"Should I or shouldn't I wear them?" Here are some guidelines to help you decide:

  1. Wear racing shoes to race faster. Research shows you'll run about 1-second-per-mile faster for every ounce that you shave off the weight of your running shoes. If you go from a 12-ounce training shoe to a 8-ounce racer, that's 4 seconds per mile. Or 12 seconds in a 5-K. Or as much as 1 minute, 45 seconds in a marathon. Not a lot in our opinion. But for some racers, every second counts.
  2. Wear racing shoes to feel faster. A race day is different from your other running days, and it's natural to want to make it feel special. You eat more carefully on race day, dress in lighter running clothes, and warm up more thoroughly. If you like the feel of sleek, speedy racing shoes on race days, go for it.
  3. Don't wear racing shoes if you need a lot of cushioning. Most racing shoes offer about 20 percent less cushioning than training shoes. If you need the extra cushioning, stick with your trainers.
  4. Don't wear racing shoes if you need extra support and stability. Racing shoes are light, because they don't include a lot of stability, support, and motion-control features. If you need these, you probably shouldn't wear racing shoes.
  5. Don't wear racing shoes if you're a big runner. Bigger, heavier runners tend to need lots of the cushioning and support features that racing shoes don't have. Play it safe. Race in training shoes that have proved successful for you.
  6. Wear racing shoes for 5-Ks and 10-Ks, then switch to trainers for longer races. The theory here is that you can't do much damage in the shorter races. So if you like having a pair of racing shoes in your closet, fine. Take them out for the short races. Leave them behind when you race a half-marathon or marathon.
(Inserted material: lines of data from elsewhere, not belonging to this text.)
//! Questionnaire steps and the visited-step history.

use serde::{Deserialize, Serialize};
use std::fmt;

use crate::domain::answers::QuestionnaireAnswer;

/// One step of the income-proof questionnaire.
///
/// Serializes to the step keys the rendering layer routes on. Question
/// steps collect one answer each; endpoint steps terminate the walk
/// with a document recommendation.
#[derive(Debug, Clone, Copy, PartialEq, Eq, Hash, Serialize, Deserialize)]
pub enum StepId {
    /// Pick which tax year to interview about.
    #[serde(rename = "mode-selection")]
    ModeSelection,
    /// Did you file a federal return for the chosen year?
    #[serde(rename = "q1")]
    FiledReturn,
    /// What adjusted gross income does the return show?
    #[serde(rename = "q2")]
    ReportedAgi,
    /// How was the income earned?
    #[serde(rename = "q3")]
    Employment,
    /// Do assets cover the shortfall times the multiplier?
    #[serde(rename = "q4")]
    AssetCoverage,
    /// Does current income meet the requirement even though the return fell short?
    #[serde(rename = "q5")]
    CurrentIncome,
    /// Were you exempt from filing for the chosen year?
    #[serde(rename = "q6")]
    FilingException,

    #[serde(rename = "end-employed")]
    EndEmployed,
    #[serde(rename = "end-self-employed")]
    EndSelfEmployed,
    #[serde(rename = "end-mixed")]
    EndMixed,
    #[serde(rename = "end-assets")]
    EndAssets,
    #[serde(rename = "end-current-income")]
    EndCurrentIncome,
    #[serde(rename = "end-insufficient")]
    EndInsufficient,
    #[serde(rename = "end-exception")]
    EndException,
    #[serde(rename = "end-must-file")]
    EndMustFile,
}

impl StepId {
    /// The routing key the rendering layer uses for this step.
    pub fn key(&self) -> &'static str {
        match self {
            StepId::ModeSelection => "mode-selection",
            StepId::FiledReturn => "q1",
            StepId::ReportedAgi => "q2",
            StepId::Employment => "q3",
            StepId::AssetCoverage => "q4",
            StepId::CurrentIncome => "q5",
            StepId::FilingException => "q6",
            StepId::EndEmployed => "end-employed",
            StepId::EndSelfEmployed => "end-self-employed",
            StepId::EndMixed => "end-mixed",
            StepId::EndAssets => "end-assets",
            StepId::EndCurrentIncome => "end-current-income",
            StepId::EndInsufficient => "end-insufficient",
            StepId::EndException => "end-exception",
            StepId::EndMustFile => "end-must-file",
        }
    }

    /// Whether `answer` is the kind of answer this step collects.
    ///
    /// Endpoints collect nothing, so they accept nothing.
    pub fn accepts(&self, answer: &QuestionnaireAnswer) -> bool {
        matches!(
            (self, answer),
            (StepId::ModeSelection, QuestionnaireAnswer::TaxYearMode(_))
                | (StepId::FiledReturn, QuestionnaireAnswer::FiledReturn(_))
                | (StepId::ReportedAgi, QuestionnaireAnswer::ReportedAgi(_))
                | (StepId::Employment, QuestionnaireAnswer::Employment(_))
                | (StepId::AssetCoverage, QuestionnaireAnswer::AssetsCoverGap(_))
                | (
                    StepId::CurrentIncome,
                    QuestionnaireAnswer::CurrentIncomeSufficient(_)
                )
                | (
                    StepId::FilingException,
                    QuestionnaireAnswer::HadFilingException(_)
                )
        )
    }

    /// Whether this step terminates the questionnaire.
    pub fn is_endpoint(&self) -> bool {
        matches!(
            self,
            StepId::EndEmployed
                | StepId::EndSelfEmployed
                | StepId::EndMixed
                | StepId::EndAssets
                | StepId::EndCurrentIncome
                | StepId::EndInsufficient
                | StepId::EndException
                | StepId::EndMustFile
        )
    }
}

impl fmt::Display for StepId {
    fn fmt(&self, f: &mut fmt::Formatter<'_>) -> fmt::Result {
        write!(f, "{}", self.key())
    }
}

/// Where the questionnaire walk currently stands.
///
/// History is a plain stack of visited steps. Back pops one level; at
/// the bottom of the stack it falls through to a reset, and resetting
/// an already-reset state changes nothing.
#[derive(Debug, Clone, PartialEq, Eq, Serialize, Deserialize)]
pub struct QuestionnaireState {
    pub current: StepId,
    pub history: Vec<StepId>,
}

impl QuestionnaireState {
    pub fn new() -> Self {
        Self {
            current: StepId::ModeSelection,
            history: Vec::new(),
        }
    }

    /// Moves to `next`, pushing the current step onto history.
    pub fn go_to(&mut self, next: StepId) {
        self.history.push(self.current);
        self.current = next;
    }

    /// Pops one level of history.
    ///
    /// Returns the step landed on. With no history left this resets to
    /// mode selection, so backing out of the first question behaves the
    /// same as an explicit reset.
    pub fn back(&mut self) -> StepId {
        match self.history.pop() {
            Some(previous) => self.current = previous,
            None => self.reset(),
        }
        self.current
    }

    /// Returns to mode selection and forgets the walk.
    pub fn reset(&mut self) {
        self.current = StepId::ModeSelection;
        self.history.clear();
    }
}

impl Default for QuestionnaireState {
    fn default() -> Self {
        Self::new()
    }
}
  7. Don't wear racing shoes if you have a touch of pain or soreness. It would be easy for us to say "Don't race" when you have some muscle soreness. But we know you're going to anyway, at least in some situations. If you do, wear your training shoes to minimize muscle damage.
  8. Consider performance trainers instead of racing flats. A performance trainer is designed for fast training and long-distance racing. Most weigh about 10 ounces, which is midway between a training shoe and a racing shoe, and provide good cushioning and support. The perfect compromise for most road-race distances.